Assessment and translation of the antibody-in-lymphocyte supernatant (ALS) assay to improve the diagnosis of enteric fever in two controlled human infection models and an endemic area of Nepal
Darton TC., Jones C., Dongol S., Voysey M., Blohmke CJ., Shrestha R., Karkey A., Shakya M., Arjyal A., Waddington CS., Gibani M., Carter MJ., Basnyat B., Baker S., Pollard AJ.

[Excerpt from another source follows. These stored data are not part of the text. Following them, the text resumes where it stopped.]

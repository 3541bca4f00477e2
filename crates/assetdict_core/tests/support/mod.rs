//! Shared in-memory gateway double for store integration tests.
#![allow(dead_code)]

use assetdict_core::{
    Dictionary, DictionaryDraft, DictionaryGateway, DictionaryId, DictionaryNode, DictionaryPatch,
    EntryId, GatewayError, GatewayResult, NodeDraft, NodeId, NodePatch,
};
use std::cell::RefCell;
use std::collections::HashSet;
use uuid::Uuid;

/// Recording, scriptable gateway backed by an in-memory dictionary list.
pub struct MockGateway {
    state: RefCell<Vec<Dictionary>>,
    calls: RefCell<Vec<&'static str>>,
    fail_ops: RefCell<HashSet<&'static str>>,
    create_node_budget: RefCell<Option<usize>>,
}

impl MockGateway {
    pub fn new(dictionaries: Vec<Dictionary>) -> Self {
        Self {
            state: RefCell::new(dictionaries),
            calls: RefCell::new(Vec::new()),
            fail_ops: RefCell::new(HashSet::new()),
            create_node_budget: RefCell::new(None),
        }
    }

    /// Scripts every future call of `op` to fail.
    pub fn fail_on(&self, op: &'static str) {
        self.fail_ops.borrow_mut().insert(op);
    }

    pub fn clear_failures(&self) {
        self.fail_ops.borrow_mut().clear();
    }

    /// Scripts `create_node` to fail after `budget` successful calls.
    pub fn limit_create_node(&self, budget: usize) {
        *self.create_node_budget.borrow_mut() = Some(budget);
    }

    pub fn calls_of(&self, op: &'static str) -> usize {
        self.calls.borrow().iter().filter(|name| **name == op).count()
    }

    pub fn remote_dictionary(&self, id: DictionaryId) -> Option<Dictionary> {
        self.state
            .borrow()
            .iter()
            .find(|dictionary| dictionary.id == id)
            .cloned()
    }

    fn guard(&self, op: &'static str) -> GatewayResult<()> {
        self.calls.borrow_mut().push(op);
        if self.fail_ops.borrow().contains(op) {
            return Err(GatewayError::Remote {
                status: 500,
                message: format!("scripted failure for {op}"),
            });
        }
        Ok(())
    }

    fn with_node<T>(
        &self,
        dictionary_id: DictionaryId,
        node_id: NodeId,
        apply: impl FnOnce(&mut DictionaryNode) -> T,
    ) -> GatewayResult<T> {
        let mut state = self.state.borrow_mut();
        let node = state
            .iter_mut()
            .find(|dictionary| dictionary.id == dictionary_id)
            .and_then(|dictionary| dictionary.node_mut(node_id))
            .ok_or(GatewayError::Remote {
                status: 404,
                message: "node not found".to_string(),
            })?;
        Ok(apply(node))
    }
}

impl DictionaryGateway for MockGateway {
    fn list_dictionaries(&self, _include_nodes: bool) -> GatewayResult<Vec<Dictionary>> {
        self.guard("list_dictionaries")?;
        Ok(self.state.borrow().clone())
    }

    fn get_dictionary(&self, id: DictionaryId) -> GatewayResult<Dictionary> {
        self.guard("get_dictionary")?;
        self.remote_dictionary(id).ok_or(GatewayError::Remote {
            status: 404,
            message: "dictionary not found".to_string(),
        })
    }

    fn create_dictionaries(&self, drafts: &[DictionaryDraft]) -> GatewayResult<Vec<Dictionary>> {
        self.guard("create_dictionaries")?;
        let created: Vec<Dictionary> = drafts
            .iter()
            .map(|draft| Dictionary {
                id: Uuid::new_v4(),
                name: draft.name.clone(),
                description: draft.description.clone(),
                icon: draft.icon.clone(),
                color: draft.color.clone(),
                nodes: Vec::new(),
                created_at: 1_000,
                updated_at: 1_000,
            })
            .collect();
        self.state.borrow_mut().extend(created.clone());
        Ok(created)
    }

    fn update_dictionary(&self, patch: &DictionaryPatch) -> GatewayResult<Dictionary> {
        self.guard("update_dictionary")?;
        let mut state = self.state.borrow_mut();
        let dictionary = state
            .iter_mut()
            .find(|dictionary| dictionary.id == patch.id)
            .ok_or(GatewayError::Remote {
                status: 404,
                message: "dictionary not found".to_string(),
            })?;
        dictionary.name = patch.name.clone();
        dictionary.description = patch.description.clone();
        dictionary.icon = patch.icon.clone();
        dictionary.color = patch.color.clone();
        dictionary.updated_at += 1;
        Ok(dictionary.clone())
    }

    fn delete_dictionaries(&self, ids: &[DictionaryId]) -> GatewayResult<()> {
        self.guard("delete_dictionaries")?;
        self.state
            .borrow_mut()
            .retain(|dictionary| !ids.contains(&dictionary.id));
        Ok(())
    }

    fn list_nodes(
        &self,
        dictionary_id: DictionaryId,
        ids: Option<&[NodeId]>,
    ) -> GatewayResult<Vec<DictionaryNode>> {
        self.guard("list_nodes")?;
        let state = self.state.borrow();
        let nodes = state
            .iter()
            .find(|dictionary| dictionary.id == dictionary_id)
            .map(|dictionary| dictionary.nodes.clone())
            .unwrap_or_default();
        Ok(match ids {
            Some(ids) => nodes
                .into_iter()
                .filter(|node| ids.contains(&node.id))
                .collect(),
            None => nodes,
        })
    }

    fn create_node(
        &self,
        dictionary_id: DictionaryId,
        draft: &NodeDraft,
    ) -> GatewayResult<DictionaryNode> {
        self.guard("create_node")?;
        if let Some(budget) = self.create_node_budget.borrow_mut().as_mut() {
            if *budget == 0 {
                return Err(GatewayError::Remote {
                    status: 500,
                    message: "create_node budget exhausted".to_string(),
                });
            }
            *budget -= 1;
        }
        let node = DictionaryNode {
            id: Uuid::new_v4(),
            dictionary_id,
            name: draft.name.clone(),
            description: draft.description.clone(),
            icon: draft.icon.clone(),
            parent_id: draft.parent_id,
            order: draft.order,
            entry_ids: Vec::new(),
        };
        let mut state = self.state.borrow_mut();
        if let Some(dictionary) = state
            .iter_mut()
            .find(|dictionary| dictionary.id == dictionary_id)
        {
            dictionary.nodes.push(node.clone());
        }
        Ok(node)
    }

    fn update_node(
        &self,
        dictionary_id: DictionaryId,
        patch: &NodePatch,
    ) -> GatewayResult<DictionaryNode> {
        self.guard("update_node")?;
        self.with_node(dictionary_id, patch.id, |node| {
            node.name = patch.name.clone();
            node.description = patch.description.clone();
            node.icon = patch.icon.clone();
            node.clone()
        })
    }

    fn move_node(
        &self,
        dictionary_id: DictionaryId,
        node_id: NodeId,
        new_parent_id: Option<NodeId>,
        new_order: i64,
    ) -> GatewayResult<()> {
        self.guard("move_node")?;
        self.with_node(dictionary_id, node_id, |node| {
            node.parent_id = new_parent_id;
            node.order = new_order;
        })
    }

    fn delete_node(&self, dictionary_id: DictionaryId, node_id: NodeId) -> GatewayResult<()> {
        self.guard("delete_node")?;
        let mut state = self.state.borrow_mut();
        if let Some(dictionary) = state
            .iter_mut()
            .find(|dictionary| dictionary.id == dictionary_id)
        {
            // Server-side cascade over the subtree.
            let doomed = assetdict_core::subtree_ids(&dictionary.nodes, node_id);
            dictionary.nodes.retain(|node| !doomed.contains(&node.id));
        }
        Ok(())
    }

    fn assign_entries(
        &self,
        dictionary_id: DictionaryId,
        node_id: NodeId,
        entry_ids: &[EntryId],
    ) -> GatewayResult<()> {
        self.guard("assign_entries")?;
        self.with_node(dictionary_id, node_id, |node| {
            node.entry_ids = entry_ids.to_vec();
        })
    }

    fn add_entry(
        &self,
        dictionary_id: DictionaryId,
        node_id: NodeId,
        entry_id: EntryId,
    ) -> GatewayResult<()> {
        self.guard("add_entry")?;
        self.with_node(dictionary_id, node_id, |node| {
            if !node.entry_ids.contains(&entry_id) {
                node.entry_ids.push(entry_id);
            }
        })
    }

    fn remove_entry(
        &self,
        dictionary_id: DictionaryId,
        node_id: NodeId,
        entry_id: EntryId,
    ) -> GatewayResult<()> {
        self.guard("remove_entry")?;
        self.with_node(dictionary_id, node_id, |node| {
            node.entry_ids.retain(|existing| *existing != entry_id);
        })
    }
}

pub fn dictionary(name: &str) -> Dictionary {
    Dictionary {
        id: Uuid::new_v4(),
        name: name.to_string(),
        description: None,
        icon: "database".to_string(),
        color: "blue".to_string(),
        nodes: Vec::new(),
        created_at: 1_000,
        updated_at: 1_000,
    }
}

pub fn node(
    dictionary: &Dictionary,
    name: &str,
    parent_id: Option<NodeId>,
    order: i64,
    entry_ids: Vec<EntryId>,
) -> DictionaryNode {
    DictionaryNode {
        id: Uuid::new_v4(),
        dictionary_id: dictionary.id,
        name: name.to_string(),
        description: None,
        icon: "folder".to_string(),
        parent_id,
        order,
        entry_ids,
    }
}

pub fn draft(name: &str) -> DictionaryDraft {
    DictionaryDraft {
        name: name.to_string(),
        description: None,
        icon: "database".to_string(),
        color: "blue".to_string(),
    }
}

© 2017 Darton, Jones, Dongol, Voysey, Blohmke, Shrestha, Karkey, Shakya, Arjyal, Waddington, Gibani, Carter, Basnyat, Baker and Pollard. New diagnostic tests for enteric fever are urgently needed to assist with timely antimicrobial treatment of patients and to measure the efficacy of prevention measures such as vaccination. In a novel translational approach, here we use two recently developed controlled human infection models (CHIM) of enteric fever to evaluate an antibody-in-lymphocyte supernatant (ALS) assay, which can detect recent IgA antibody production by circulating B cells in ex vivo mononuclear cell culture. We calculated the discriminative ability of the ALS assay to distinguish diagnosed cases in the two CHIM studies in Oxford, prior to evaluating blood culture-confirmed diagnoses of patients presenting with fever to hospital in an endemic areas of Kathmandu, Nepal. Antibody responses to membrane preparations and lipopolysaccharide provided good sensitivity (>90%) for diagnosing systemic infection after oral challenge with Salmonella Typhi or S. Paratyphi A. Assay specificity was moderate (∼60%) due to imperfect sensitivity of blood culture as the reference standard and likely unrecognized subclinical infection. These findings were augmented through the translation of the assay into the endemic setting in Nepal. Anti-MP IgA responses again exhibited good sensitivity (86%) but poor specificity (51%) for detecting blood culture-confirmed enteric fever cases (ROC AUC 0.79, 95%CI 0.70-0.88). Patients with anti-MP IgA ALS titers in the upper quartile exhibited a clinical syndrome synonymous with enteric fever. While better reference standards are need to assess enteric fever diagnostics, routine use of this ALS assay could be used to rule out infection and has the potential to double the laboratory detection rate of enteric fever in this setting over blood culture alone.